Quite. But look what the lkml is doing about it. Compared to them, we're still *literally* doing the equivalent of letting anybody commit to the main release tree and them umming-and-ahing about whether we'll take bug reports seriously and, you know, actually remove components that are causing damage.
We're not that bad. And a lot of that will get reduced with Stable Versions (taking commit rights away from most people, in software version control terms).
The problem is that we can only go so far to separate biographies out and treat them differently. We can't do a complete technical solution - even some sort of biography flag could be missed or undone or subverted, and there's nothing keeping someone from putting "Mister Skinner, the school's principal, is gay and sleeps with his male students" on a School article, or in a town's article, etc. That would be just as googleable as a bio on Leonard Skinner (example from The Simpsons, hopefully there's no real school principal who will take offense at this example...).
We can ban anon contributors, and make getting accounts harder. But that will cut down on contributions, and most contributions aren't vandalism, even anon contributions.

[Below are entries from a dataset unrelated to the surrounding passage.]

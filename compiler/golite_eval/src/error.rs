//! Top-level error for an evaluation call.

use golite_ir::Span;
use golite_parse::ParseError;
use golite_value::{EvalError, EvalErrorKind};
use thiserror::Error;

/// Failure of [`Environment::eval`](crate::Environment::eval): the source
/// did not parse, or evaluating it failed.
#[derive(Error, Clone, Debug, PartialEq, Eq)]
pub enum Error {
    #[error("syntax error: {0}")]
    Parse(#[from] ParseError),
    #[error(transparent)]
    Eval(#[from] EvalError),
}

impl Error {
    pub fn span(&self) -> Option<Span> {
        match self {
            Error::Parse(err) => Some(err.span),
            Error::Eval(err) => err.span,
        }
    }

    /// The evaluation error kind, if evaluation was reached.
    pub fn eval_kind(&self) -> Option<&EvalErrorKind> {
        match self {
            Error::Parse(_) => None,
            Error::Eval(err) => Some(&err.kind),
        }
    }

    /// The message prefixed with `line:col` in `source` when a span is
    /// known.
    ///
    /// ```text
    /// env.eval("a := 1\nb := a + c").unwrap_err().render(src)
    /// // "2:10: undefined: c"
    /// ```
    pub fn render(&self, source: &str) -> String {
        match self.span() {
            Some(span) => {
                let (line, col) = span.line_col(source);
                format!("{line}:{col}: {self}")
            }
            None => self.to_string(),
        }
    }

    /// Move spans `by` bytes towards the start, for errors in source that
    /// was wrapped in a prefix before parsing.
    #[must_use]
    pub(crate) fn shifted(self, by: usize) -> Self {
        let by = u32::try_from(by).unwrap_or(u32::MAX);
        let shift = |span: Span| Span::new(span.start.saturating_sub(by), span.end.saturating_sub(by));
        match self {
            Error::Parse(mut err) => {
                err.span = shift(err.span);
                Error::Parse(err)
            }
            Error::Eval(mut err) => {
                err.span = err.span.map(shift);
                Error::Eval(err)
            }
        }
    }
}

We can implement stable versions. That takes "Commit" away from the teeming masses.
We can continue to care about the problem and pay attention to it.

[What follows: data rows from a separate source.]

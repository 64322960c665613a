use super::*;
use crate::errors::EvalErrorKind;
use pretty_assertions::assert_eq;

fn kind(result: EvalResult) -> Option<EvalErrorKind> {
    result.err().map(|e| e.kind)
}

#[test]
fn binary_adapter_converts_arguments() {
    let add = HostFunction::binary("Add", |a: i64, b: i64| a + b);
    assert_eq!(add.arity(), Arity::Fixed(2));
    assert_eq!(add.results(), 1);
    assert_eq!(add.call(&[Value::int(2), Value::int(3)]), Ok(Value::int(5)));
}

#[test]
fn arity_is_checked() {
    let add = HostFunction::binary("Add", |a: i64, b: i64| a + b);
    assert_eq!(
        kind(add.call(&[Value::int(1)])),
        Some(EvalErrorKind::ArityMismatch {
            name: "Add".into(),
            expected: "2".into(),
            got: 1,
        })
    );
}

#[test]
fn no_implicit_conversion() {
    let add = HostFunction::binary("Add", |a: i64, b: i64| a + b);
    assert_eq!(
        kind(add.call(&[Value::int(1), Value::float(2.0)])),
        Some(EvalErrorKind::ArgumentType {
            name: "Add".into(),
            position: 2,
            expected: "int".into(),
            got: "float64".into(),
        })
    );
}

#[test]
fn unit_result_is_nil() {
    let log = HostFunction::unary("Log", |_: String| ());
    assert_eq!(log.results(), 0);
    assert_eq!(log.call(&[Value::string("hi")]), Ok(Value::Nil));
}

#[test]
fn fallible_error_surfaces_verbatim() {
    let div = HostFunction::fallible_binary("Div", |a: f64, b: f64| {
        if b == 0.0 {
            Err("division by zero".to_string())
        } else {
            Ok(a / b)
        }
    });
    assert_eq!(div.results(), 2);
    assert_eq!(
        div.call(&[Value::float(1.0), Value::float(4.0)]),
        Ok(Value::float(0.25))
    );
    assert_eq!(
        kind(div.call(&[Value::float(1.0), Value::float(0.0)])),
        Some(EvalErrorKind::Host {
            message: "division by zero".into()
        })
    );
}

#[test]
fn variadic_accepts_any_count() {
    let sum = HostFunction::variadic("Sum", |xs: Vec<i64>| xs.iter().sum::<i64>());
    assert_eq!(sum.call(&[]), Ok(Value::int(0)));
    assert_eq!(
        sum.call(&[Value::int(1), Value::int(2), Value::int(3)]),
        Ok(Value::int(6))
    );
}

#[test]
fn three_results_are_rejected() {
    let err = HostFunction::new("Triple", Arity::Fixed(0), 3, |_| Ok(Value::Nil)).err();
    assert_eq!(
        err.map(|e| e.kind),
        Some(EvalErrorKind::UnsupportedResultArity {
            name: "Triple".into(),
            results: 3,
        })
    );
}

#[test]
fn bind_prepends_receiver() {
    let greet = HostFunction::binary("Greet", |who: String, greeting: String| {
        format!("{greeting}, {who}")
    });
    let bound = greet.bind(Value::string("Ann"));
    assert_eq!(bound.arity(), Arity::Fixed(1));
    assert_eq!(
        bound.call(&[Value::string("Hello")]),
        Ok(Value::string("Hello, Ann"))
    );
}

#[test]
fn collections_cross_the_boundary() {
    let total = HostFunction::unary("Total", |m: HashMap<String, i64>| m.values().sum::<i64>());
    let mut entries = FxHashMap::default();
    entries.insert(MapKey::from_string("a"), Value::int(2));
    entries.insert(MapKey::from_string("b"), Value::int(3));
    let map = Value::map(Type::String, Type::INT, entries);
    assert_eq!(total.call(&[map]), Ok(Value::int(5)));

    let split = HostFunction::unary("Split", |s: String| {
        s.split(',').map(str::to_string).collect::<Vec<_>>()
    });
    assert_eq!(
        split.call(&[Value::string("a,b")]),
        Ok(Value::slice(
            Type::String,
            vec![Value::string("a"), Value::string("b")]
        ))
    );
}

#[test]
fn exact_integer_kinds() {
    let double = HostFunction::unary("Double", |b: u8| b.wrapping_mul(2));
    assert_eq!(double.call(&[Value::byte(4)]), Ok(Value::byte(8)));
    assert!(double.call(&[Value::int(4)]).is_err());
}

But we can't make it go away. And even if we could, it wouldn't solve the MySpace/YouTube/Blogosphere problems people have with libel and online attacks.
Are we a worse component of the problem than everyone else? No. Are we handling it more or less responsibly than everyone else? More.
Case closed. We're ok. Not happy-no-problem ok - it's legitimately an issue. But we don't need to tear the project apart over it.